Will Citigroup (C) and Bank of America (BAC) agree to demands from the federal government to pay tens billions in penalties for allegedly misleading investors about mortgage-backed securities they sold before the recent economic meltdown?
The U.S. Department of Justice is reported to be pressuring New York City-based Citigroup to pay as much as $10 billion in penalties for allegedly misleading investors about the quality of mortgages that were bundled into securities. Bank of America, based in Charlotte, N.C., may have to pay out as much as $12 billion, according to media reports. Both companies declined to comment.
For Citigroup, the stakes are especially high because it was the biggest financial institution before the financial crisis, and unlike Bank of America, it has failed the Federal Reserve's stress test twice. Prominent banking analyst Richard Bove has urged Citibank to not knuckle under the government's demands to settle the case.
"No justification has been given as to why Citigroup should pay any fine let alone $10 billion," wrote Bove in an email. He rates Citigroup shares as a hold. "If one compares that bank's mortgage activity with those of its peers and the fines paid by others, it would appear that the bank should not be paying as much as 20% of the supposed demanded number. "
"Finally, as to whether they were a worse actor, they certainly were terrible," wrote John Campbell, a professor at the University of Denver Sturm School of Law, in an email. "I believe [former Citigroup President Thomas] Maheras testified before Congress that Citi was skeptical of the subprime loans as early as '06 but kept pumping them. Meanwhile, it purchased insurance on them in case they went south. "
Cornell Law School professor Robert Hockett noted in an interview that Citigroup might "be a little more eager" to settle with the government because of its stress test failures. "Surely that is one of the factors in the decision-making process" at the company, he said.
Bloomberg News reported that talks between prosecutors and Citigroup broke down on June 9 after the firm offered $4 billion to settle the case.
According to research from Sanford C. Bernstein cited by Bloomberg, Citigroup sold about $91 billion of mortgage-backed securities from 2005 and 2008, far less than Bank of America, which sold about $965 billion worth during that same period, while JP Morgan Chase (JPM) and its affiliates issued $450 billion. New York-based JPMorgan reached a $12 billion settlement earlier this year. SunTrust Banks (STI) recently reached a $1 billion settlement with the federal government and state officials.
Shares of Citigroup, which have slumped 9 percent this year, were last trading at $47.56. BofA, which is flat for the year, was at $15.55.
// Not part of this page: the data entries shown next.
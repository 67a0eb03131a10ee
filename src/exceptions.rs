//! ## Custom Errors for TablePrep
//!
//! This module defines custom error types for the TablePrep library.
//! It uses the `thiserror` crate to derive the `Error` trait for custom error types.
//! The `TablePrepError` enum includes variants representing different error scenarios
//! encountered throughout the library, making error handling straightforward and clear.
//!
//! The `TablePrepResult` type alias simplifies error handling by providing a convenient
//! alias for results returned by the library.
//!
//! ### Example
//!
//! ```rust
//! use tableprep::exceptions::{TablePrepError, TablePrepResult};
//!
//! fn check_config() -> TablePrepResult<()> {
//!     Err(TablePrepError::MissingColumn("saledate".into()))
//! }
//! ```

use thiserror::Error;

/// Errors specific to the TablePrep library.
#[derive(Debug, Error)]
pub enum TablePrepError {
    /// Wraps underlying I/O errors.
    #[error("I/O error: {0}")]
    IoError(#[from] std::io::Error),

    /// Wraps errors from DataFusion.
    #[error("DataFusion error: {0}")]
    DataFusionError(#[from] datafusion::error::DataFusionError),

    /// Wraps errors from Arrow.
    #[error("Arrow error: {0}")]
    ArrowError(#[from] arrow::error::ArrowError),

    /// Wraps errors from Parquet.
    #[error("Parquet error: {0}")]
    ParquetError(#[from] parquet::errors::ParquetError),

    /// Indicates that an invalid parameter was provided (e.g., a malformed
    /// category order or an out-of-range threshold).
    #[error("Invalid parameter: {0}")]
    InvalidParameter(String),

    /// Indicates that the specified column does not exist in the DataFrame.
    #[error("Missing column: {0}")]
    MissingColumn(String),

    /// Indicates that a category absent from the fit-time vocabulary was
    /// encountered by a transformer configured to reject unknown categories.
    #[error("Unknown category: {0}")]
    UnknownCategory(String),

    /// Indicates the transform method was called before calling fit for a stateful transformer.
    #[error("Transform called before fit for stateful transformer")]
    FitNotCalled,
}

/// A convenient result type for TablePrep operations.
pub type TablePrepResult<T> = std::result::Result<T, TablePrepError>;
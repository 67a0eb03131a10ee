//! ## Transformers for imputing missing values
//!
//! This module provides several transformers (or imputers) for dealing with missing values.
//!
//! Currently, the following transformers are implemented:
//!
//! - **MeanImputer**: Imputes numeric columns using the fit-set mean.
//! - **ConstantImputer**: Imputes numeric columns using a fixed arbitrary number.
//! - **CategoricalImputer**: Imputes categorical columns using the mode (or a provided default).
//!
//! Each transformer returns a new DataFrame with the applied imputation strategy on the
//! specified columns. Errors are returned as `TablePrepError` and results are wrapped
//! in `TablePrepResult`.

use crate::exceptions::{TablePrepError, TablePrepResult};
use crate::impl_transformer;
use arrow::datatypes::DataType;
use datafusion::functions_aggregate::expr_fn::{avg, count};
use datafusion::logical_expr::{cast, col, lit, not, Case as DFCase, Expr};
use datafusion::prelude::*;
use datafusion::scalar::ScalarValue;
use std::collections::HashMap;

/// Validates that every column in `target_cols` exists in the DataFrame.
fn validate_columns(df: &DataFrame, target_cols: &[String]) -> TablePrepResult<()> {
    let schema = df.schema();
    for col_name in target_cols {
        if schema.field_with_name(None, col_name).is_err() {
            return Err(TablePrepError::MissingColumn(format!(
                "Column '{}' not found in DataFrame",
                col_name
            )));
        }
    }
    Ok(())
}

/// Constructs an expression equivalent to SQL COALESCE(col, fallback).
/// This is implemented as a CASE expression: if `col` is not null then return it, otherwise return `fallback`.
fn coalesce_expr_for(name: &str, fallback: Expr) -> Expr {
    Expr::Case(DFCase {
        expr: None,
        when_then_expr: vec![(Box::new(not(col(name).is_null())), Box::new(col(name)))],
        else_expr: Some(Box::new(fallback)),
    })
}

/// Generic helper function to apply a fallback to a set of target columns.
/// For each field in the DataFrame, if its name is in `target_cols` and a fallback is
/// available via `get_fallback`, then the column is replaced by a CASE–WHEN expression;
/// otherwise, the original column is retained.
fn apply_imputation<F>(
    df: DataFrame,
    target_cols: &[String],
    get_fallback: F,
) -> TablePrepResult<DataFrame>
where
    F: Fn(&str) -> Option<Expr>,
{
    let exprs: Vec<Expr> = df
        .schema()
        .fields()
        .iter()
        .map(|field| {
            let name = field.name();
            if target_cols.contains(name) {
                if let Some(fallback_expr) = get_fallback(name) {
                    coalesce_expr_for(name, fallback_expr).alias(name)
                } else {
                    col(name)
                }
            } else {
                col(name)
            }
        })
        .collect();
    df.select(exprs).map_err(TablePrepError::from)
}

/// Replaces missing values with the fit-set mean for numeric columns.
pub struct MeanImputer {
    pub columns: Vec<String>,
    pub impute_values: HashMap<String, f64>,
    fitted: bool,
}

impl MeanImputer {
    /// Create a new mean imputer for the given columns.
    pub fn new(columns: Vec<String>) -> Self {
        Self {
            columns,
            impute_values: HashMap::new(),
            fitted: false,
        }
    }

    /// For each target column, compute the mean value via an aggregate query.
    pub async fn fit(&mut self, df: &DataFrame) -> TablePrepResult<()> {
        validate_columns(df, &self.columns)?;
        for col_name in &self.columns {
            let agg_df = df
                .clone()
                .aggregate(
                    vec![],
                    vec![avg(cast(col(col_name), DataType::Float64)).alias("avg")],
                )
                .map_err(TablePrepError::from)?;
            let batches = agg_df.collect().await.map_err(TablePrepError::from)?;
            if let Some(batch) = batches.first() {
                if batch.num_rows() > 0 {
                    let scalar = ScalarValue::try_from_array(batch.column(0), 0)
                        .map_err(TablePrepError::from)?;
                    if let ScalarValue::Float64(Some(avg_val)) = scalar {
                        self.impute_values.insert(col_name.clone(), avg_val);
                    } else {
                        return Err(TablePrepError::DataFusionError(
                            datafusion::error::DataFusionError::Plan(format!(
                                "Failed to compute average for column {}",
                                col_name
                            )),
                        ));
                    }
                }
            }
        }
        self.fitted = true;
        Ok(())
    }

    /// Returns a new DataFrame where, for each target column, missing values are replaced with the mean.
    pub async fn transform(&self, df: DataFrame) -> TablePrepResult<DataFrame> {
        if !self.fitted {
            return Err(TablePrepError::FitNotCalled);
        }
        validate_columns(&df, &self.columns)?;
        apply_imputation(df, &self.columns, |name| {
            self.impute_values.get(name).map(|&v| lit(v))
        })
    }

    fn inherent_is_stateful(&self) -> bool {
        true
    }
}

/// Replaces missing values with the given number.
pub struct ConstantImputer {
    pub columns: Vec<String>,
    pub number: f64,
}

impl ConstantImputer {
    /// Create a new constant imputer for the given columns.
    pub fn new(columns: Vec<String>, number: f64) -> Self {
        Self { columns, number }
    }

    /// This transformer is stateless; fit validates the configuration.
    pub async fn fit(&mut self, df: &DataFrame) -> TablePrepResult<()> {
        validate_columns(df, &self.columns)?;
        if !self.number.is_finite() {
            return Err(TablePrepError::InvalidParameter(format!(
                "Fixed number {} must be finite",
                self.number
            )));
        }
        Ok(())
    }

    /// Returns a new DataFrame where, for each target column, missing values are replaced with the fixed number.
    pub async fn transform(&self, df: DataFrame) -> TablePrepResult<DataFrame> {
        validate_columns(&df, &self.columns)?;
        apply_imputation(df, &self.columns, |_| Some(lit(self.number)))
    }

    fn inherent_is_stateful(&self) -> bool {
        false
    }
}

/// Replaces missing values with the mode (or a provided default) for categorical columns.
pub struct CategoricalImputer {
    pub columns: Vec<String>,
    pub default: Option<String>,
    pub impute_values: HashMap<String, String>,
    fitted: bool,
}

impl CategoricalImputer {
    /// Create a new categorical imputer for the given columns and optional default.
    pub fn new(columns: Vec<String>, default: Option<String>) -> Self {
        Self {
            columns,
            default,
            impute_values: HashMap::new(),
            fitted: false,
        }
    }

    /// For each target column, if no default is provided, compute the mode via grouping and counting.
    pub async fn fit(&mut self, df: &DataFrame) -> TablePrepResult<()> {
        validate_columns(df, &self.columns)?;
        if self.default.is_none() {
            for col_name in &self.columns {
                let grouped = df
                    .clone()
                    .aggregate(vec![col(col_name)], vec![count(col(col_name)).alias("cnt")])
                    .map_err(TablePrepError::from)?
                    .sort(vec![col("cnt").sort(false, false)])
                    .map_err(TablePrepError::from)?
                    .limit(0, Some(1))
                    .map_err(TablePrepError::from)?;
                let batches = grouped.collect().await.map_err(TablePrepError::from)?;
                if let Some(batch) = batches.first() {
                    let scalar = ScalarValue::try_from_array(batch.column(0), 0)
                        .map_err(TablePrepError::from)?;
                    if let ScalarValue::Utf8(Some(mode_val)) = scalar {
                        self.impute_values.insert(col_name.clone(), mode_val);
                    } else {
                        return Err(TablePrepError::DataFusionError(
                            datafusion::error::DataFusionError::Plan(format!(
                                "Failed to compute mode for column {}",
                                col_name
                            )),
                        ));
                    }
                }
            }
        }
        self.fitted = true;
        Ok(())
    }

    /// Returns a new DataFrame where, for each target column, missing values are replaced
    /// with the computed mode (or the provided default).
    pub async fn transform(&self, df: DataFrame) -> TablePrepResult<DataFrame> {
        if !self.fitted {
            return Err(TablePrepError::FitNotCalled);
        }
        validate_columns(&df, &self.columns)?;
        apply_imputation(df, &self.columns, |name| {
            if let Some(default_val) = &self.default {
                Some(lit(default_val.clone()))
            } else {
                self.impute_values
                    .get(name)
                    .map(|mode_val| lit(mode_val.clone()))
            }
        })
    }

    fn inherent_is_stateful(&self) -> bool {
        true
    }
}

impl_transformer!(MeanImputer);
impl_transformer!(ConstantImputer);
impl_transformer!(CategoricalImputer);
The problems at BofA were largely inherited from its acquisitions of Countrywide Financial, one of the biggest players in subprime mortgages, and Merrill Lynch at the height of the financial crisis. Many have argued those subprime mortgages were one of the causes of the financial crisis. However, analyst Bove, who rates the bank as a buy, argues that it has been punished enough.
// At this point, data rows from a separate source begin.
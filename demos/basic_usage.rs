// Run `cargo run --example basic_usage` to execute this example.
//
// Builds a small in-memory table shaped like an equipment auction dataset,
// fits a preprocessing pipeline on it, and prints the model-ready output.

use std::error::Error;
use std::sync::Arc;

use arrow::array::{ArrayRef, Float64Array, StringArray};
use arrow::datatypes::{DataType, Field, Schema};
use arrow::record_batch::RecordBatch;
use datafusion::datasource::MemTable;
use datafusion::prelude::SessionContext;

use tableprep::make_pipeline;
use tableprep::transformers::categorical_encoding::OneHotEncoder;
use tableprep::transformers::imputation::MeanImputer;
use tableprep::transformers::measurement_parsing::{MeasurementFormat, MeasurementParser};
use tableprep::transformers::outlier_handling::{StatsPolicy, ZScoreOutlierRemover};
use tableprep::transformers::scaling::StandardScaler;

#[tokio::main]
async fn main() -> Result<(), Box<dyn Error>> {
    let schema = Arc::new(Schema::new(vec![
        Field::new("usage_band", DataType::Utf8, true),
        Field::new("tire_size", DataType::Utf8, true),
        Field::new("hours", DataType::Float64, true),
    ]));
    let bands: ArrayRef = Arc::new(StringArray::from(vec![
        Some("low"),
        Some("high"),
        Some("medium"),
        Some("low"),
        Some("high"),
    ]));
    let tire_sizes: ArrayRef = Arc::new(StringArray::from(vec![
        Some("23.5 inch"),
        Some("13\""),
        Some("None or Unspecified"),
        Some("26 inch"),
        Some("17.5 inch"),
    ]));
    let hours: ArrayRef = Arc::new(Float64Array::from(vec![
        Some(1200.0),
        Some(900.0),
        Some(1500.0),
        Some(1100.0),
        Some(1300.0),
    ]));
    let batch = RecordBatch::try_new(schema.clone(), vec![bands, tire_sizes, hours])?;
    let mem_table = MemTable::try_new(schema, vec![vec![batch]])?;
    let ctx = SessionContext::new();
    ctx.register_table("auctions", Arc::new(mem_table))?;
    let df = ctx.table("auctions").await?;

    let mut pipeline = make_pipeline!(
        true,
        (
            "parse_tire_size",
            MeasurementParser::new(vec![(
                "tire_size".to_string(),
                MeasurementFormat::UnitSuffixed
            )])
        ),
        (
            "impute_tire_size",
            MeanImputer::new(vec!["tire_size".to_string()])
        ),
        (
            "encode_usage_band",
            OneHotEncoder::new(vec!["usage_band".to_string()])
        ),
        (
            "remove_hour_outliers",
            ZScoreOutlierRemover::with_columns(
                vec!["hours".to_string()],
                3.0,
                StatsPolicy::FitSet
            )
        ),
        ("scale_hours", StandardScaler::new(vec!["hours".to_string()])),
    );

    let transformed = pipeline.fit_transform(&df).await?;
    transformed.show().await?;

    Ok(())
}
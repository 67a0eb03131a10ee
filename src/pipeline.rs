//! ## TablePrep Pipeline
//!
//! This module provides core abstractions for building, fitting, and transforming data using
//! composable pipelines of transformers in the TablePrep library.
//!
//! ### Overview
//!
//! - The [`Transformer`] trait defines a common interface for implementing data transformation steps,
//!   supporting both stateful (requiring fitting) and stateless transformations.
//! - The [`Pipeline`] struct enables chaining multiple transformers into a cohesive data transformation pipeline,
//!   supporting both fitting and transforming operations.
//! - Macros [`crate::impl_transformer`] and [`crate::make_pipeline`] simplify the creation and implementation
//!   of transformers and pipelines.
//!
//! Both `fit` and `transform` are async: some transformers only update the
//! DataFrame's logical plan, while others (measurement parsing, z-score
//! outlier removal) must materialize batches to do their work.

use crate::exceptions::{TablePrepError, TablePrepResult};
use async_trait::async_trait;
use datafusion::prelude::*;
use std::time::Instant;

/// Trait for components used in the data transformation pipeline.
///
/// Every transformer must provide a `fit` method (which may collect data to compute parameters)
/// and a `transform` method (which applies the frozen fit-time state to a DataFrame).
/// `transform` never mutates fit-time state; repeated calls with the same input
/// produce the same output.
#[async_trait]
pub trait Transformer {
    /// Fit the transformer given a DataFrame.
    ///
    /// # Arguments
    ///
    /// * `df` - The input DataFrame.
    ///
    /// # Returns
    ///
    /// * `TablePrepResult<()>` - Returns Ok if successful, or an error otherwise.
    async fn fit(&mut self, df: &DataFrame) -> TablePrepResult<()>;

    /// Transform the input DataFrame, returning a new DataFrame with the transformation applied.
    ///
    /// # Arguments
    ///
    /// * `df` - The input DataFrame.
    ///
    /// # Returns
    ///
    /// * `TablePrepResult<DataFrame>` - The transformed DataFrame or an error if transformation fails.
    async fn transform(&self, df: DataFrame) -> TablePrepResult<DataFrame>;

    /// Returns true if the transformer is stateful (i.e. requires a call to fit before transform can be called).
    fn is_stateful(&self) -> bool;
}

/// Macro to implement the [`Transformer`] trait for TablePrep transformers.
///
/// The type must already have inherent methods:
/// - `async fn fit(&mut self, &DataFrame) -> TablePrepResult<()>`
/// - `async fn transform(&self, DataFrame) -> TablePrepResult<DataFrame>`
/// - **`fn inherent_is_stateful(&self) -> bool`**
///
/// # Example
///
/// ```rust,no_run
/// use tableprep::exceptions::TablePrepResult;
/// use datafusion::prelude::DataFrame;
/// // Import the macro.
/// use tableprep::impl_transformer;
///
/// // Suppose you have a transformer type `MyTransformer` defined elsewhere:
/// pub struct MyTransformer { /* ... */ }
///
/// impl MyTransformer {
///     pub async fn fit(&mut self, df: &DataFrame) -> TablePrepResult<()> {
///         // Implementation here...
///         Ok(())
///     }
///
///     pub async fn transform(&self, df: DataFrame) -> TablePrepResult<DataFrame> {
///         // Implementation here...
///         Ok(df)
///     }
///
///     // Note the different name for the inherent method.
///     pub fn inherent_is_stateful(&self) -> bool {
///         true // or false
///     }
/// }
///
/// // Then simply invoke the macro to implement the Transformer trait:
/// impl_transformer!(MyTransformer);
/// ```
#[macro_export]
macro_rules! impl_transformer {
    ($ty:ty) => {
        #[async_trait::async_trait]
        impl $crate::pipeline::Transformer for $ty {
            async fn fit(
                &mut self,
                df: &datafusion::prelude::DataFrame,
            ) -> $crate::exceptions::TablePrepResult<()> {
                <$ty>::fit(self, df).await
            }
            async fn transform(
                &self,
                df: datafusion::prelude::DataFrame,
            ) -> $crate::exceptions::TablePrepResult<datafusion::prelude::DataFrame> {
                <$ty>::transform(self, df).await
            }
            fn is_stateful(&self) -> bool {
                <$ty>::inherent_is_stateful(self)
            }
        }
    };
}

/// A pipeline that chains a sequence of transformers.
///
/// During `fit`, each stage is fitted on the output of the previous stage's
/// fit-and-transform on the training set, never on the raw input only. At
/// inference time the same sequence is applied with each stage's frozen
/// fit-time state. A failure in any stage aborts the whole pipeline; partial
/// results are not returned.
pub struct Pipeline {
    steps: Vec<(String, Box<dyn Transformer + Send + Sync>)>,
    verbose: bool,
}

impl Pipeline {
    /// Creates a new pipeline.
    ///
    /// # Arguments
    ///
    /// * `steps` - A vector of (name, transformer) pairs (each transformer is already boxed).
    /// * `verbose` - If true, prints timing information.
    pub fn new(steps: Vec<(String, Box<dyn Transformer + Send + Sync>)>, verbose: bool) -> Self {
        Self { steps, verbose }
    }

    /// Fits each transformer (sequentially) on the output of the previous
    /// stage and returns the fully transformed training DataFrame.
    pub async fn fit(&mut self, df: &DataFrame) -> TablePrepResult<DataFrame> {
        if self.steps.is_empty() {
            return Err(TablePrepError::InvalidParameter(
                "Pipeline must have at least one transformer.".to_string(),
            ));
        }
        let mut current_df = df.clone();
        for (name, step) in self.steps.iter_mut() {
            if self.verbose {
                println!("Fitting step: {}", name);
            }
            let start = Instant::now();
            step.fit(&current_df).await.map_err(|e| {
                TablePrepError::InvalidParameter(format!(
                    "Error fitting transformer '{}': {:?}",
                    name, e
                ))
            })?;
            current_df = step.transform(current_df).await.map_err(|e| {
                TablePrepError::InvalidParameter(format!(
                    "Error transforming in '{}': {:?}",
                    name, e
                ))
            })?;
            if self.verbose {
                println!("Step '{}' completed in {:?}", name, start.elapsed());
            }
        }
        Ok(current_df)
    }

    /// Applies the `transform` method of each transformer (without fitting).
    pub async fn transform(&self, df: DataFrame) -> TablePrepResult<DataFrame> {
        if self.steps.is_empty() {
            return Err(TablePrepError::InvalidParameter(
                "Pipeline must have at least one transformer.".to_string(),
            ));
        }
        let mut current_df = df;
        for (name, step) in self.steps.iter() {
            if self.verbose {
                println!("Applying transformer: {}", name);
            }
            current_df = step.transform(current_df).await.map_err(|e| {
                TablePrepError::InvalidParameter(format!(
                    "Error in transformer '{}': {:?}",
                    name, e
                ))
            })?;
        }
        Ok(current_df)
    }

    /// Convenience method to call `fit` and then return the final transformed DataFrame.
    pub async fn fit_transform(&mut self, df: &DataFrame) -> TablePrepResult<DataFrame> {
        self.fit(df).await
    }
}

/// Macro to simplify pipeline creation by automatically boxing transformers.
///
/// # Example
///
/// ```rust,no_run
/// use tableprep::make_pipeline;
/// use tableprep::transformers::column_selection::DropColumns;
///
/// // Create a pipeline with a single step.
/// let pipeline = make_pipeline!(false,
///     ("drop_ids", DropColumns::new(vec!["row_id".to_string()])),
/// );
/// ```
#[macro_export]
macro_rules! make_pipeline {
    ($verbose:expr, $(($name:expr, $transformer:expr)),+ $(,)?) => {
        {
            let steps: Vec<(String, Box<dyn $crate::pipeline::Transformer + Send + Sync>)> = vec![
                $(
                    ($name.to_string(), Box::new($transformer)),
                )+
            ];
            $crate::pipeline::Pipeline::new(steps, $verbose)
        }
    };
}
"BAC has paid $60 billion in penalties, fines, etc. It may now be forced to pay another $15 billion," Bove wrote. "The government has assiduously avoided attacking insiders and management for the wrongs that they believed have been committed. It only attacks shareholders."
Reuters reported that BofA CEO Brian Moynihan has requested to meet with U.S. Attorney General Roy Holder to try coming up with a resolution.
Another reason Citigroup and BofA may want to pay huge legal penalties now is that more lawsuits may be on the way that could uncover even more costly wrongdoing. This could especially be worrisome for Citigroup, according to Cornell's Hockett.
"BofA already has taken a reputation hit," he said. "They have a pretty bad reputation now."